Menurut Sukma. dalam skala yg lebih luas, kualitas lingkungan sebuah sungai yang ada tengah kawasan perkotaan mencerminkan tingkat peradapan warga kotanya. Artinya bila hendak membuka sebuah kawasan kepada orang luar, hendaknya tunjukkan yang memiliki nilai-nilai dan tingkat peradaban yang tinggi. “Edukasi warga bantaran kali, biar tak buang sampah dan BAB ke sungai dari hulu sampai hilir,” tegas Sukma Arida.

Pemkot Siapkan Langkah Atasi Pembuangan limbah ke sungai

Kabag Humas dan Protokol Setda Kota Denpasar Dewa Gede Rai, S.Sos., M.Si mengakui bahwa program penataan sungai yang digagas Walikota Denpasar IB Rai Dharmawijaya Mantra ini belum mampu mengatasi permasalahan bau di Tukad Badung.
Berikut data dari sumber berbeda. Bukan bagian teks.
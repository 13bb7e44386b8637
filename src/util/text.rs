use std::{collections::HashSet, str::FromStr};

use anyhow::*;
use rust_decimal::Decimal;

/// 數字欄位中需要移除的字元，包含千分位符號
const NUMBER_ESCAPE_CHAR: &[char] = &[',', ' ', '"', '\n', '\t', '\u{a0}', '$'];

/// Parses a decimal value from a given string.
///
/// This function accepts a string representation of a decimal number,
/// potentially containing commas as thousands separators and other escape characters,
/// and attempts to convert it into a `Decimal`. If the conversion fails, an error is returned.
///
/// # Arguments
///
/// * `s`: A string slice containing the representation of a decimal number
///         that may include commas as thousands separators and other escape characters.
/// * `escape_chars`: Optional characters to be escaped from the input string.
///
/// # Returns
///
/// * `Result<Decimal>`: The parsed `Decimal` value if successful, or an error
///                      if the conversion fails.
///
/// # Example
///
/// ```
/// use stock_fundamentals::util::text::parse_decimal;
///
/// let s = "1,234.56";
/// let decimal_value = parse_decimal(s, None).unwrap();
/// assert_eq!(decimal_value.to_string(), "1234.56");
/// ```
pub fn parse_decimal(s: &str, escape_chars: Option<Vec<char>>) -> Result<Decimal> {
    let cleaned = clean_escape_chars(s, escape_chars);
    Decimal::from_str(&cleaned)
        .map_err(|why| anyhow!("Failed to parse '{}' as Decimal because {:?}", cleaned, why))
}

/// Removes a set of escape characters from a given string.
///
/// The default number escape characters (thousands separators, spaces, quotes)
/// are always removed; `escape_chars` adds more.
pub fn clean_escape_chars(s: &str, escape_chars: Option<Vec<char>>) -> String {
    let mut combined: Vec<char> = NUMBER_ESCAPE_CHAR.to_vec();
    if let Some(ec) = escape_chars {
        combined.extend(ec);
    }

    let filters = combined.iter().collect::<HashSet<_>>();
    s.chars().filter(|c| !filters.contains(c)).collect()
}
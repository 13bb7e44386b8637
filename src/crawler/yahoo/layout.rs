//! Yahoo 頁面的欄位位置表。網站改版時只需調整這裡。

use crate::util::http::element::{SelectorPath, Step};

/// 統計頁本益比所在的欄，由近到遠：最新、上一季、半年前、九個月前、一年前
pub const PE_COLUMNS: [usize; 5] = [3, 4, 5, 6, 7];

/// 損益表年營收所在的欄，由近到遠
pub const REVENUE_COLUMNS: [usize; 2] = [3, 4];

/// 統計頁表頭中各季的日期
/// `th.Fw(b):nth-child({column}) > span:nth-child(1)`
pub fn statistics_period(column: usize) -> SelectorPath {
    SelectorPath::root(Step::nth_child("th", column).with_class("Fw(b)"))
        .child(Step::nth_child("span", 1))
}

/// 本益比位於估值表的第三列
/// `tr.fi-row:nth-child(3) > td:nth-child({column})`
pub fn trailing_pe(column: usize) -> SelectorPath {
    SelectorPath::root(Step::nth_child("tr", 3).with_class("fi-row"))
        .child(Step::nth_child("td", column))
}

/// 損益表第一列 (Total Revenue)
/// `.D(tbrg) > div:nth-child(1) > div:nth-child(1) > div:nth-child({column}) > span:nth-child(1)`
pub fn revenue(column: usize) -> SelectorPath {
    SelectorPath::root(Step::class("D(tbrg)"))
        .child(Step::nth_child("div", 1))
        .child(Step::nth_child("div", 1))
        .child(Step::nth_child("div", column))
        .child(Step::nth_child("span", 1))
}
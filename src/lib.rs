//! 從公開財經網站抓取個股的本益比、年營收、年度淨利與流動比率。

/// 批次採集
pub mod batch;
pub mod config;
/// 各網站的採集器
pub mod crawler;
pub mod declare;
pub mod logging;
pub mod util;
Permasalahannya hulu Tukad Badung berada di Kabupaten Badung, sehingga apapun yang dibuang ke hulu akan bermuara di hilir.
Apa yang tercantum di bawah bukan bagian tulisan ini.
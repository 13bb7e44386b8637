//! 測試用：以記憶體中的 HTML 代替網站

use std::sync::atomic::{AtomicUsize, Ordering};

use async_trait::async_trait;
use hashbrown::HashMap;

use crate::{
    crawler::{zacks::layout, PageSource},
    declare::PageKind,
    util::http::Page,
};

#[derive(Default)]
pub(crate) struct StaticSource {
    pages: HashMap<(String, PageKind), (u16, String)>,
    fetched: AtomicUsize,
}

impl StaticSource {
    pub(crate) fn with(mut self, stock_symbol: &str, kind: PageKind, status: u16, html: &str) -> Self {
        self.pages
            .insert((stock_symbol.to_string(), kind), (status, html.to_string()));
        self
    }

    pub(crate) fn fetched(&self) -> usize {
        self.fetched.load(Ordering::SeqCst)
    }
}

#[async_trait]
impl PageSource for StaticSource {
    async fn fetch(&self, stock_symbol: &str, kind: PageKind) -> Page {
        self.fetched.fetch_add(1, Ordering::SeqCst);
        let url = format!("memory://{}/{}", stock_symbol, kind);
        match self.pages.get(&(stock_symbol.to_string(), kind)) {
            Some((status, html)) => Page::new(&url, Some(*status), html.clone()),
            None => Page::unreachable(&url),
        }
    }
}

pub(crate) const NOT_FOUND_HTML: &str =
    "<html><body><h1>Page not found</h1><p>The symbol could not be found.</p></body></html>";

/// Yahoo 統計頁：最新 25.31、上一季虧損 (空白)、半年前 N/A、九個月前 19.02、一年前沒有欄位
pub(crate) const STATISTICS_HTML: &str = r#"<html><body><section>
<table><thead><tr><th class="Fw(b)"><span></span></th><th class="Fw(b)"><span>As of Date: 10/18/2019</span></th><th class="Fw(b)"><span>Current</span></th><th class="Fw(b)"><span>6/30/2019</span></th><th class="Fw(b)"><span>3/31/2019</span></th><th class="Fw(b)"><span>12/31/2018</span></th><th class="Fw(b)"><span>9/30/2018</span></th></tr></thead>
<tbody><tr class="fi-row"><td><span>Market Cap (intraday)</span></td><td></td><td>1.1T</td><td>1.04T</td><td>1T</td><td>781B</td><td>1.05T</td></tr><tr class="fi-row"><td><span>Enterprise Value</span></td><td></td><td>1.1T</td><td>1.03T</td><td>990B</td><td>784B</td><td>1.06T</td></tr><tr class="fi-row"><td><span>Trailing P/E</span></td><td></td><td>25.31</td><td></td><td>N/A</td><td>19.02</td></tr></tbody>
</table></section></body></html>"#;

/// Yahoo 損益表：ttm 之後兩個年度為 232,887,000 與 177,866,000
pub(crate) const FINANCIALS_HTML: &str = r#"<html><body>
<div class="D(tbhg)"><div><div><span>Breakdown</span></div><div><span>ttm</span></div><div><span>12/31/2018</span></div><div><span>12/31/2017</span></div></div></div>
<div class="D(tbrg)"><div><div><div><span>Total Revenue</span></div><div><span>257,510,000</span></div><div><span>232,887,000</span></div><div><span>177,866,000</span></div></div></div><div><div><div><span>Cost of Revenue</span></div></div></div></div>
</body></html>"#;

fn zacks_page(tables: &str) -> String {
    format!(
        r#"<html><body><div id="annual_income_statement"><h2>Annual Statements</h2><p>All figures in millions of U.S. Dollars</p>{}</div></body></html>"#,
        tables
    )
}

fn zacks_table(periods: [&str; 2], rows: usize, mut cell: impl FnMut(usize, usize) -> String) -> String {
    let mut body = String::new();
    for row in 1..=rows {
        body.push_str(&format!(
            "<tr><td>Row {}</td><td>{}</td><td>{}</td></tr>",
            row,
            cell(row, 0),
            cell(row, 1)
        ));
    }

    format!(
        "<table><thead><tr><th>Fiscal Year End</th><th>{}</th><th>{}</th></tr></thead><tbody>{}</tbody></table>",
        periods[0], periods[1], body
    )
}

/// Zacks 年度損益表，淨利以百萬為單位
pub(crate) fn zacks_income_statement(periods: [&str; 2], net_income: [&str; 2]) -> String {
    zacks_page(&zacks_table(periods, 20, |row, i| {
        if row == layout::NET_INCOME_ROW {
            format!(r##"<span><a href="#">{}</a></span>"##, net_income[i])
        } else {
            "<span>1,000</span>".to_string()
        }
    }))
}

/// Zacks 年度資產負債表，流動資產在第一張表、流動負債在第二張表
pub(crate) fn zacks_balance_sheet(
    periods: [&str; 2],
    assets: [&str; 2],
    liabilities: [&str; 2],
) -> String {
    let asset_table = zacks_table(periods, 12, |row, i| {
        if row == layout::CURRENT_ASSETS_ROW {
            format!("<span>{}</span>", assets[i])
        } else {
            "<span>500</span>".to_string()
        }
    });
    let liability_table = zacks_table(periods, 12, |row, i| {
        if row == layout::CURRENT_LIABILITIES_ROW {
            format!("<span>{}</span>", liabilities[i])
        } else {
            "<span>300</span>".to_string()
        }
    });

    zacks_page(&format!("{}{}", asset_table, liability_table))
}
use std::{
    env,
    fmt::Write as _,
    fs::{self, OpenOptions},
    io::{BufWriter, Write},
    path::PathBuf,
    thread,
};

use chrono::{format::DelayedFormat, Local};
use once_cell::sync::Lazy;
use tokio::sync::mpsc::{unbounded_channel, UnboundedSender};

/// 記錄檔目錄，預設為 `log`
const LOG_DIR: &str = "LOG_DIR";

static LOGGER: Lazy<Logger> = Lazy::new(|| Logger::new("default"));

/// 每個等級各自一個檔案，寫檔在背景線程進行，呼叫端不會被 I/O 卡住
pub struct Logger {
    info_writer: UnboundedSender<String>,
    warn_writer: UnboundedSender<String>,
    error_writer: UnboundedSender<String>,
    debug_writer: UnboundedSender<String>,
}

impl Logger {
    pub fn new(log_name: &str) -> Self {
        Logger {
            info_writer: Self::create_writer(format!("{}_info", log_name)),
            warn_writer: Self::create_writer(format!("{}_warn", log_name)),
            error_writer: Self::create_writer(format!("{}_error", log_name)),
            debug_writer: Self::create_writer(format!("{}_debug", log_name)),
        }
    }

    pub fn info(&self, log: String) {
        self.send(log, &self.info_writer);
    }

    pub fn warn(&self, log: String) {
        self.send(log, &self.warn_writer);
    }

    pub fn error(&self, log: String) {
        self.send(log, &self.error_writer);
    }

    pub fn debug(&self, log: String) {
        self.send(log, &self.debug_writer);
    }

    fn send(&self, msg: String, writer: &UnboundedSender<String>) {
        if let Err(why) = writer.send(msg) {
            error_console(format!("{} ({})", why, why.0));
        }
    }

    fn create_writer(log_name: String) -> UnboundedSender<String> {
        let (tx, mut rx) = unbounded_channel::<String>();

        // 寫入檔案的操作使用另一個線程處理
        thread::spawn(move || {
            let file = Self::get_log_path(&log_name).and_then(|log_path| {
                OpenOptions::new()
                    .create(true)
                    .append(true)
                    .open(log_path)
                    .ok()
            });

            let Some(file) = file else {
                error_console(format!("Failed to open log file {}, fall back to console", log_name));
                while let Some(received) = rx.blocking_recv() {
                    info_console(received);
                }
                return;
            };

            let mut writer = BufWriter::new(file);
            let mut line = String::with_capacity(2048);

            while let Some(received) = rx.blocking_recv() {
                if writeln!(
                    &mut line,
                    "{} {}",
                    Local::now().format("%F %X%.6f"),
                    received
                )
                .is_err()
                {
                    continue;
                }

                if rx.is_empty() || line.len() >= 2048 {
                    if writer.write_all(line.as_bytes()).is_err() || writer.flush().is_err() {
                        info_console(line.clone());
                    }

                    line.clear();
                }
            }
        });

        tx
    }

    fn get_log_path(name: &str) -> Option<PathBuf> {
        let dir = PathBuf::from(env::var(LOG_DIR).unwrap_or_else(|_| "log".to_string()));

        if !dir.exists() {
            fs::create_dir_all(&dir).ok()?;
        }

        Some(dir.join(format!("{}_{}.log", name, Local::now().format("%Y-%m-%d"))))
    }
}

pub fn info_file_async(log: String) {
    LOGGER.info(log);
}

pub fn warn_file_async(log: String) {
    LOGGER.warn(log);
}

pub fn error_file_async(log: String) {
    LOGGER.error(log);
}

pub fn debug_file_async(log: String) {
    LOGGER.debug(log);
}

pub fn info_console(log: String) {
    println!(
        "{} Info {}",
        Local::now().format("%Y-%m-%d %H:%M:%S.%3f"),
        log
    );
}

pub fn error_console(log: String) {
    println!(
        "{} Error {}",
        DelayedFormat::to_string(&Local::now().format("%Y-%m-%d %H:%M:%S.%3f")),
        log
    );
}

#[cfg(test)]
mod tests {
    use std::time;

    use super::*;

    #[tokio::test]
    async fn test_log() {
        dotenv::dotenv().ok();
        info_file_async("info".to_string());
        warn_file_async("warn".to_string());
        error_file_async("error".to_string());
        debug_file_async("debug".to_string());
        info_console("console".to_string());
        tokio::time::sleep(time::Duration::from_millis(200)).await;

        let path = Logger::get_log_path("default_info").unwrap();
        assert!(path.exists());
    }
}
“Banyak limbah rumah tangga yang masuk, ini yang memerlukan edukasi, artinya yang rumahnya di pinggir sungai, kadang-kadang ini yang susah, kadang limbah dapur, limbah kamar mandi ini masuk ke sungai,” ungkap Dewa Rai. 

Dalam upaya mengurangi pembuangan limbah ke sungai, Pemerintah Kota Denpasar  sedang mempersiapkan implementasi program sanitasi masyarakat (sanimas) terpadu. Program sanimas berupa pembuatan septik tank besar yang nantinya akan menjadi tempat penampungan limbah rumah tangga dari rumah-rumah yang ada di bantaran Tukad Badung. 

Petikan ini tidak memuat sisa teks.